Hirano, like most Japanese fans, had no issue with Scarlett Johansson’s casting.
“She was very cool. I loved her in The Avengers and I wanted to see this because she was in it. If they had done a Japanese live-action version they would have probably cast some silly idol [girl-band member],” said Hirano.
However, Hirano was less impressed by the failure to address the complex issues of identity in the manga and anime.
“That was the base of the original story, where does the soul reside? That influenced films like The Matrix, but didn’t get addressed in this film,” said Hirano.
Yuki, a young office worker who watched the film at the same theater, also found it had more style than substance.

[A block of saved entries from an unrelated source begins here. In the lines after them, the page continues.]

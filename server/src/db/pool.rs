//! Database connection pool management.

use sqlx::postgres::PgPoolOptions;
use sqlx::PgPool;

use crate::config::Config;

/// Type alias for the database pool.
pub type Pool = PgPool;

/// Create the database pool sized per configuration.
pub async fn create_pool(config: &Config) -> Result<Pool, sqlx::Error> {
    PgPoolOptions::new()
        .max_connections(config.database_max_connections)
        .connect(&config.database_url)
        .await
}

/// Run database migrations.
pub async fn run_migrations(pool: &Pool) -> Result<(), sqlx::migrate::MigrateError> {
    sqlx::migrate!("./migrations").run(pool).await
}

“It looked amazing. I think that was the best visuals they could have done in a live-action version. The story was a bit shallow though, it didn’t go deep into the themes of the anime. But it’s a Hollywood version, so that’s what you expect,” said Yuki.
Yuki, who said he hadn’t read the original manga, said Johansson was, “probably the best choice,” to play the Major character.
“I heard people in the U.S. wanted an Asian actress to play her. Would that be OK if she was Asian or Asian-American? Honestly, that would be worse: someone from another Asian country pretending to be Japanese. Better just to make the character white,” he added.
Ghost in the Shell is currently tracking just behind Sing, which has topped the Japanese box office for the last three weekends.
Just in time for the Japanese release, anime studio Production I.G. announced Friday that a new a local version is now in the works. It will be co-directed by Kenji Kamiyama, who helmed the Ghost in the Shell: Stand Alone Complex TV series, and Shinji Aramaki, director of Appleseed Alpha.